L’atto generale costituisce soltanto un presupposto dell’atto impositivo e nell’impugnazione di quest’ultimo dinanzi al giudice tributario, il contribuente ha l’onere di eccepire l’illegittimità di tale atto, in modo che la Commissione accertandone l’illegittimità lo possa disapplicare, limitatamente all’oggetto dedotto in giudizio ed al caso sottoposto al suo esame, ai fini dell’annullamento dell’atto impositivo[28]. La disapplicazione assicura la tutela del contribuente che pur non ottenendo la rimozione dell’atto generale illegittimo può far sì che non produca effetti lesivi nei suoi confronti, per effetto della cognizione incidentale della Commissione, nonché può riguardare anche un atto divenuto inoppugnabile per l'inutile decorso dei termini ai fini della sua impugnazione dinanzi al giudice amministrativo[29]. Gli effetti della pronuncia sono limitati al caso deciso e la valutazione da parte del giudice tributario della legittimità del regolamento non potrà avere effetti di sorta fuori del giudizio.
Pertanto, ove il contribuente deduca l'illegittimità di un atto di accertamento eccependo l'illegittimità della norma regolamentare su cui esso si fonda, il giudice di merito deve valutare incidenter tantum (e quindi con effetti limitati all’oggetto dedotto in giudizio e senza che la sua decisione possa assumere efficacia di giudicato) la legittimità delle norma regolamentare che rappresenta l’atto amministrativo presupposto, secondo il condiviso principio per il quale: "il giudice munito della giurisdizione sulla domanda ha il potere-dovere di definire le questioni che integrino antecedente logico della decisione a lui richiesta, fino a quando le stesse rimangano su un piano incidentale, e non aprano, per previsione di legge o per libera iniziativa delle parti, una causa autonoma, di carattere pregiudiziale, su cui si debba statuire con pronuncia atta ad assumere autorità di giudicato"[30]. Inoltre, nei confronti degli atti di carattere generale o normativi non trova applicazione nel diritto tributario l’istituto della acquiescenza, pertanto non può attribuirsi al riconoscimento fatto dal contribuente, di essere tenuto al pagamento di un tributo, l’effetto di precludere ogni contestazione in merito alla legittimità del regolamento[31].
Pertanto, tutte le volte che oggetto della controversia è l'esercizio di un potere discrezionale, come quello in esame, residua la competenza del giudice amministrativo[32], mentre al giudice tributario sono devolute le controversie attinenti dell'esecuzione della pretesa tributaria.

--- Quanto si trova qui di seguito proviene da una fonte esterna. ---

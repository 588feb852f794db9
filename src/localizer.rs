//! Route Localization
//!
//! Produces, at route-registration time, per-locale URI variants for
//! every configured language and domain: translated segments, the
//! accepted locale list, the omitted default slug and the fallback map.

use crate::language::slugify;
use crate::route::{LocaleAttachment, RouteKind};
use crate::{LanguageContext, Languages};
use once_cell::sync::OnceCell;
use std::collections::BTreeMap;
use std::sync::Arc;

/// Translation lookup used for route URI segments.
///
/// Returns `None` when no translation exists for the message; the
/// localizer then uses the raw segment text. Lookups are scoped by a
/// source name so route translations do not collide with other
/// translation resources.
pub trait Translator: Send + Sync {
    /// Translate a message for a locale within a source.
    fn translate(&self, message: &str, locale: &str, source: &str) -> Option<String>;
}

/// In-memory translation resources, keyed by source and locale.
///
/// # Examples
///
/// ```
/// use locale_routes::{Translations, Translator};
///
/// let translations = Translations::new()
///     .with_resource("routes", "de", [("checkout", "kasse")]);
///
/// assert_eq!(
///     translations.translate("checkout", "de", "routes"),
///     Some("kasse".to_string())
/// );
/// assert_eq!(translations.translate("checkout", "fr", "routes"), None);
/// ```
#[derive(Debug, Clone, Default)]
pub struct Translations {
    resources: BTreeMap<(String, String), BTreeMap<String, String>>,
}

impl Translations {
    /// Create an empty set of resources.
    pub fn new() -> Self {
        Self::default()
    }

    /// Add a translation resource for a source and locale.
    pub fn with_resource<K, V>(
        mut self,
        source: impl Into<String>,
        locale: impl Into<String>,
        entries: impl IntoIterator<Item = (K, V)>,
    ) -> Self
    where
        K: Into<String>,
        V: Into<String>,
    {
        let resource = self
            .resources
            .entry((source.into(), locale.into()))
            .or_default();
        for (key, value) in entries {
            resource.insert(key.into(), value.into());
        }
        self
    }
}

impl Translator for Translations {
    fn translate(&self, message: &str, locale: &str, source: &str) -> Option<String> {
        self.resources
            .get(&(source.to_string(), locale.to_string()))
            .and_then(|r| r.get(message))
            .cloned()
    }
}

/// Localizes routes against a language registry, partitioned by domain
/// when domain-restricted languages are configured.
///
/// Runs at route-registration time, not per request; the domain
/// partition is computed once per localizer instance and reused.
///
/// # Examples
///
/// ```
/// use std::sync::Arc;
/// use locale_routes::{Language, Languages, Route, RouteLocalizer, Translations};
///
/// let languages = Arc::new(Languages::new(vec![
///     Language::new("en").as_default(),
///     Language::new("de").with_fallback("en"),
/// ]).unwrap());
///
/// let localizer = RouteLocalizer::new(languages)
///     .with_translator(Arc::new(
///         Translations::new().with_resource("routes", "de", [("checkout", "kasse")]),
///     ));
///
/// let mut route = Route::new("checkout", "{?locale}/{checkout}");
/// localizer.localize_route(&mut route, &["checkout"]);
///
/// assert_eq!(route.translated_urls("https://example.com"), vec![
///     ("en".to_string(), "https://example.com/checkout".to_string()),
///     ("de".to_string(), "https://example.com/de/kasse".to_string()),
/// ]);
/// ```
pub struct RouteLocalizer {
    languages: Arc<Languages>,
    translator: Option<Arc<dyn Translator>>,
    translation_source: String,
    domained: OnceCell<Vec<(String, Languages)>>,
}

impl RouteLocalizer {
    /// Create a localizer over the given registry.
    pub fn new(languages: Arc<Languages>) -> Self {
        Self {
            languages,
            translator: None,
            translation_source: "routes".to_string(),
            domained: OnceCell::new(),
        }
    }

    /// Set the translator used for URI segments.
    ///
    /// Without a translator, segments are attached verbatim.
    pub fn with_translator(mut self, translator: Arc<dyn Translator>) -> Self {
        self.translator = Some(translator);
        self
    }

    /// Set the translation source name (default `routes`).
    pub fn with_translation_source(mut self, source: impl Into<String>) -> Self {
        self.translation_source = source.into();
        self
    }

    /// The registry this localizer works over.
    pub fn languages(&self) -> &Languages {
        &self.languages
    }

    /// Localize a route for every configured language and domain, with
    /// the default language as the active locale.
    pub fn localize_route(&self, route: &mut dyn LocaleAttachment, uri_segments: &[&str]) {
        self.localize_route_in(&LanguageContext::new(), route, uri_segments);
    }

    /// Localize a route using the given request context for the active
    /// locale.
    pub fn localize_route_in(
        &self,
        context: &LanguageContext,
        route: &mut dyn LocaleAttachment,
        uri_segments: &[&str],
    ) {
        let domained = self.domained_languages();

        if domained.is_empty() {
            self.localizing_route(route, &self.languages, context);
            self.translate_route(route, uri_segments);
            return;
        }

        for (domain, languages) in domained {
            tracing::debug!(domain = %domain, "localizing route for domain");
            route.scope_domain(domain, &mut |scoped| {
                self.localizing_route(scoped, languages, context);
                self.translate_route(scoped, uri_segments);
            });
        }
    }

    /// Register locale metadata on the route from one registry.
    fn localizing_route(
        &self,
        route: &mut dyn LocaleAttachment,
        languages: &Languages,
        context: &LanguageContext,
    ) {
        let current = context.current_or(languages);

        route.set_locales(languages.slugs());
        route.set_locale_omit(&languages.default_language().slug);
        route.set_locale_fallbacks(self.languages.fallbacks());
        route.set_locale(&current.slug);
    }

    /// Attach per-locale translations for the given URI segments.
    ///
    /// Segments always translate across the full registry; a compound
    /// `"name.action"` segment on a resource route scopes the
    /// translation to that sub-action.
    fn translate_route(&self, route: &mut dyn LocaleAttachment, uri_segments: &[&str]) {
        for uri_segment in uri_segments {
            let (segment, action) = if route.kind() == RouteKind::Resource {
                match uri_segment.split_once('.') {
                    Some((segment, action)) => (segment, Some(action)),
                    None => (*uri_segment, None),
                }
            } else {
                (*uri_segment, None)
            };

            let mut translated = BTreeMap::new();
            for language in self.languages.all() {
                translated.insert(language.slug.clone(), self.translate(segment, &language.locale));
            }

            route.attach_translation(segment, translated, action);
        }
    }

    /// The segment text for one locale: the translation when one exists,
    /// the raw segment otherwise, slugged either way. Without a
    /// translator, segments are attached verbatim.
    fn translate(&self, segment: &str, locale: &str) -> String {
        match &self.translator {
            None => segment.to_string(),
            Some(translator) => {
                let text = translator
                    .translate(segment, locale, &self.translation_source)
                    .unwrap_or_else(|| segment.to_string());
                slugify(&text)
            }
        }
    }

    /// Registries per domain: that domain's languages plus all shared
    /// ones. Built on first use, cached for the localizer's lifetime.
    fn domained_languages(&self) -> &[(String, Languages)] {
        self.domained
            .get_or_init(|| {
                self.languages
                    .domains()
                    .into_iter()
                    .filter_map(|domain| {
                        let languages = self.languages.for_domain(domain)?;
                        Some((domain.to_string(), languages))
                    })
                    .collect()
            })
            .as_slice()
    }
}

Ciò in quanto, ha per oggetto un iter procedimentale che precede il sorgere dell’obbligazione tributaria e che sfocia nell’adozione di un atto amministrativo generale assunto dalla pubblica amministrazione nell’esercizio di un potere d’imperio, avente natura discrezionale[33] e che incide su interessi legittimi.
A tale conclusione si perviene da un esame delle seguenti norme del D.Lgs. 546/1992, che verranno esaminate nei successivi capitoli:
- art. 2 c. 1, che disciplina l’oggetto della giurisdizione tributaria, secondo il quale "il giudice tributario risolve in via incidentale ogni questione da cui dipende la decisione delle controversie rientranti nella propria giurisdizione, fatta eccezione per le questioni in materia di querela di falso e sullo stato o la capacita delle persone, diversa dalla capacita di stare in giudizio";
- art. 19, che elenca gli atti impugnabili tipici e nominati innanzi alle Commissioni tributarie, e tra i quali non sono compresi i regolamenti e gli atti amministrativi;
- art. 7 c. 5, che consente la disapplicazione dei regolamenti da parte del giudice tributario, secondo cui "le commissioni tributarie, se ritengono illegittimo un regolamento od un atto generale rilevante ai fini della decisione, non lo applicano, in relazione all'oggetto dedotto in giudizio, salva l'eventuale impugnazione nella diversa sede competente”. Quest’ultima disposizione trae fondamento nell’art. 5 della L. 20 marzo 1865, n. 2248 allegato E in base alla quale “… le autorità giudiziarie applicheranno gli atti amministrativi e i regolamenti generali e locali in quanto siano conformi alle leggi” (c.d. pregiudiziale amministrativa).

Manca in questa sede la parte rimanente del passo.